That being said, the closest thing to a consistent mathematical definition of "wave" in physics is a solution to a wave equation, which in two dimensions takes the general form

$$\frac{\partial^2 f(x,t)}{\partial t^2} - c^2\frac{\partial^2 f(x,t)}{\partial x^2} = -\mu^2c^2 \bigl(f(x,t) - \langle f(x,t)\rangle\bigr)$$

In many cases $\mu = 0$ so the right side disappears.

According to this definition, a wave packet is a wave, since the function that describes the wave packet satisfies the equation.

However, it's often the case that when physicists say "wave," they're talking about a particular kind of solution to the wave equation which is described by the equation

$$f(x,t) = f_+(x + vt) + f_-(x - vt)$$

(still in two dimensions). This consists of a rightward-moving pulse and a leftward-moving pulse, each moving with speed $v$. For a system where $\mu\neq 0$, not all solutions to the wave equation are of this type. In particular, the wave packets you're asking about consist of a combination of pulses with different speeds. So a wave packet does not keep its shape as it travels, and it would not satisfy the definition of a wave in this sense.

In yet other cases, when physicists say "wave" they mean a plane wave, which is something even more specific: it's a sinusoidal function.

$$f(x,t) = A\sin[k(x - vt) + \phi]$$

Naturally, a wave packet does not have to be (and in fact cannot be) sinusoidal, and so it will not be a plane wave.

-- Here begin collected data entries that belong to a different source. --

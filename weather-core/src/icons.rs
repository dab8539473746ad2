//! Emoji for provider icon codes and moon phases.

/// Shown for `none` and for any code the table does not know.
pub const FALLBACK_EMOJI: &str = "🏴‍☠️";

const MOON_PHASES: [&str; 8] = [
    "🌑", // new moon
    "🌒", // waxing crescent
    "🌓", // first quarter
    "🌔", // waxing gibbous
    "🌕", // full moon
    "🌖", // waning gibbous
    "🌗", // last quarter
    "🌘", // waning crescent
];

/// Map a provider icon code to an emoji. `clear-night` shows the moon for
/// `moon_phase`.
pub fn icon_emoji(code: &str, moon_phase: f64) -> &'static str {
    match code {
        "clear-day" => "☀️",
        "clear-night" => moon_phase_emoji(moon_phase),
        "rain" => "🌧️",
        "snow" | "sleet" | "hail" => "🌨️",
        "wind" => "🌬️",
        "fog" => "🌫️",
        "cloudy" | "partly-cloudy-night" => "☁️",
        "partly-cloudy-day" => "🌤️",
        "thunderstorm" => "⛈️",
        _ => FALLBACK_EMOJI,
    }
}

/// Bucket a lunation fraction into one of eight phases of width 0.125.
///
/// Input is clamped into `[0, 1)` first, so out-of-range provider values land
/// in the nearest end bucket. NaN falls through to the last one.
pub fn moon_phase_emoji(phase: f64) -> &'static str {
    let phase = phase.clamp(0.0, 1.0);
    MOON_PHASES
        .iter()
        .zip(1u32..)
        .find(|(_, upper)| phase < f64::from(*upper) * 0.125)
        .map(|(emoji, _)| *emoji)
        .unwrap_or(MOON_PHASES[MOON_PHASES.len() - 1])
}
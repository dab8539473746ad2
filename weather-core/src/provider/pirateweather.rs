use async_trait::async_trait;
use hyper::ext::ReasonPhrase;
use reqwest::{Client, StatusCode};
use serde::Deserialize;

use crate::{
    error::{Result, WeatherError},
    model::{Currently, DailySummary, Location, WeatherRequest, WeatherSnapshot},
};

use super::WeatherProvider;

pub const BASE_URL: &str = "https://api.pirateweather.net";

/// Blocks the response does not need to carry.
const EXCLUDE: &str = "minutely,hourly,alerts";

const USER_AGENT: &str = concat!(env!("CARGO_PKG_NAME"), "/", env!("CARGO_PKG_VERSION"));

#[derive(Clone)]
pub struct PirateWeatherProvider {
    api_key: String,
    base_url: String,
    http: Client,
}

impl std::fmt::Debug for PirateWeatherProvider {
    fn fmt(&self, f: &mut std::fmt::Formatter<'_>) -> std::fmt::Result {
        f.debug_struct("PirateWeatherProvider")
            .field("base_url", &self.base_url)
            .finish_non_exhaustive()
    }
}

impl PirateWeatherProvider {
    pub fn new(api_key: String) -> Result<Self> {
        let http = Client::builder().user_agent(USER_AGENT).build()?;
        Ok(Self { api_key, base_url: BASE_URL.to_string(), http })
    }

    /// Point at another host, e.g. a local test server.
    pub fn with_base_url(mut self, base_url: impl Into<String>) -> Self {
        self.base_url = base_url.into().trim_end_matches('/').to_string();
        self
    }

    pub fn with_http_client(mut self, http: Client) -> Self {
        self.http = http;
        self
    }

    pub fn forecast_url(&self, request: &WeatherRequest) -> String {
        format!(
            "{}/forecast/{}/{}?units={}&exclude={}",
            self.base_url, self.api_key, request.location, request.units, EXCLUDE
        )
    }

    async fn fetch_forecast(&self, request: &WeatherRequest) -> Result<WeatherSnapshot> {
        tracing::debug!(
            base_url = %self.base_url,
            location = %request.location,
            units = %request.units,
            "requesting forecast"
        );

        let res = self.http.get(self.forecast_url(request)).send().await?;

        let status = res.status();
        // Only present when the server sent a non-canonical reason.
        let reason = res
            .extensions()
            .get::<ReasonPhrase>()
            .map(|reason| String::from_utf8_lossy(reason.as_bytes()).into_owned());
        // Reading to the end releases the connection on every path below.
        let body = res.text().await?;
        tracing::debug!(%status, bytes = body.len(), "forecast response received");

        parse_forecast(status, reason.as_deref(), &body, request.location)
    }
}

#[async_trait]
impl WeatherProvider for PirateWeatherProvider {
    async fn get_weather(&self, request: &WeatherRequest) -> Result<WeatherSnapshot> {
        self.fetch_forecast(request).await
    }
}

#[derive(Debug, Deserialize)]
struct PwDaily {
    data: Vec<DailySummary>,
}

#[derive(Debug, Deserialize)]
struct PwForecastResponse {
    // Missing zone only costs the sunrise/sunset lines.
    #[serde(default)]
    timezone: String,
    currently: Currently,
    daily: PwDaily,
}

/// Status line the way the server sent it, e.g. `520 Origin Error`.
///
/// `reason` is the wire reason phrase when it differs from the canonical one.
pub fn status_line(status: StatusCode, reason: Option<&str>) -> String {
    match reason.or(status.canonical_reason()) {
        Some(reason) => format!("{} {reason}", status.as_u16()),
        None => status.as_u16().to_string(),
    }
}

/// Turn a raw status + body into a snapshot for `location`.
pub fn parse_forecast(
    status: StatusCode,
    reason: Option<&str>,
    body: &str,
    location: Location,
) -> Result<WeatherSnapshot> {
    if status != StatusCode::OK {
        return Err(WeatherError::Status {
            code: status,
            status: status_line(status, reason),
            body: body.to_string(),
        });
    }

    let parsed: PwForecastResponse = serde_json::from_str(body)?;

    let today = parsed.daily.data.into_iter().next().ok_or(WeatherError::MissingDailySummary)?;

    Ok(WeatherSnapshot { location, timezone: parsed.timezone, currently: parsed.currently, today })
}
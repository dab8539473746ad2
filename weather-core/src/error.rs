use reqwest::StatusCode;
use thiserror::Error;

use crate::config::{API_KEY_VAR, Units};

pub type Result<T, E = WeatherError> = std::result::Result<T, E>;

/// Every way a lookup can fail. All of them end the run.
#[derive(Debug, Error)]
pub enum WeatherError {
    #[error("Please set {} environment variable", API_KEY_VAR)]
    MissingApiKey,

    #[error("Invalid units '{}'. Must be one of: {}", .0, Units::joined())]
    InvalidUnits(String),

    #[error("Error making request")]
    Transport(#[source] reqwest::Error),

    /// Non-200 response. `status` is the status line as received and the body
    /// is kept verbatim, providers put the useful part of their error payload
    /// there.
    #[error("API returned error: {status}\n{body}")]
    Status { code: StatusCode, status: String, body: String },

    #[error("Error decoding response")]
    Decode(#[source] serde_json::Error),

    #[error("Error decoding response: daily forecast contained no entries")]
    MissingDailySummary,
}

impl WeatherError {
    /// True for errors detected before any request is made.
    pub fn is_config(&self) -> bool {
        matches!(self, WeatherError::MissingApiKey | WeatherError::InvalidUnits(_))
    }
}

impl From<reqwest::Error> for WeatherError {
    fn from(err: reqwest::Error) -> Self {
        // The request URL carries the API key.
        WeatherError::Transport(err.without_url())
    }
}

impl From<serde_json::Error> for WeatherError {
    fn from(err: serde_json::Error) -> Self {
        WeatherError::Decode(err)
    }
}
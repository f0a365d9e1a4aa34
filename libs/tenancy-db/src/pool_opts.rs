//! Pool options application trait shared by the sqlx backends.

use crate::ConnectOpts;

/// Applies [`ConnectOpts`] to a backend-specific pool builder.
pub trait ApplyPoolOpts<T> {
    fn apply(self, opts: &ConnectOpts) -> Self;
}

macro_rules! impl_apply_pool_opts {
    ($builder:ty) => {
        impl ApplyPoolOpts<$builder> for $builder {
            fn apply(mut self, opts: &ConnectOpts) -> Self {
                if let Some(n) = opts.max_conns {
                    self = self.max_connections(n);
                }
                if let Some(n) = opts.min_conns {
                    self = self.min_connections(n);
                }
                if let Some(t) = opts.acquire_timeout {
                    self = self.acquire_timeout(t);
                }
                if let Some(t) = opts.idle_timeout {
                    self = self.idle_timeout(t);
                }
                if opts.test_before_acquire {
                    self = self.test_before_acquire(true);
                }
                self
            }
        }
    };
}

#[cfg(feature = "pg")]
impl_apply_pool_opts!(sea_orm::sqlx::postgres::PgPoolOptions);

#[cfg(feature = "sqlite")]
impl_apply_pool_opts!(sea_orm::sqlx::sqlite::SqlitePoolOptions);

That may prompt the question, what exactly does the "packet" part of "wave packet" mean? It means a wave that is localized in space, in the sense that outside of some finite region of space, the further away you go from the region, the smaller the amplitude of the wave. Through the "magic" of Fourier analysis, you can prove based on that definition that a wave packet cannot be a plane wave, and also that it cannot be the $f_+ + f_-$ type of wave unless $\mu = 0$ in the wave equation.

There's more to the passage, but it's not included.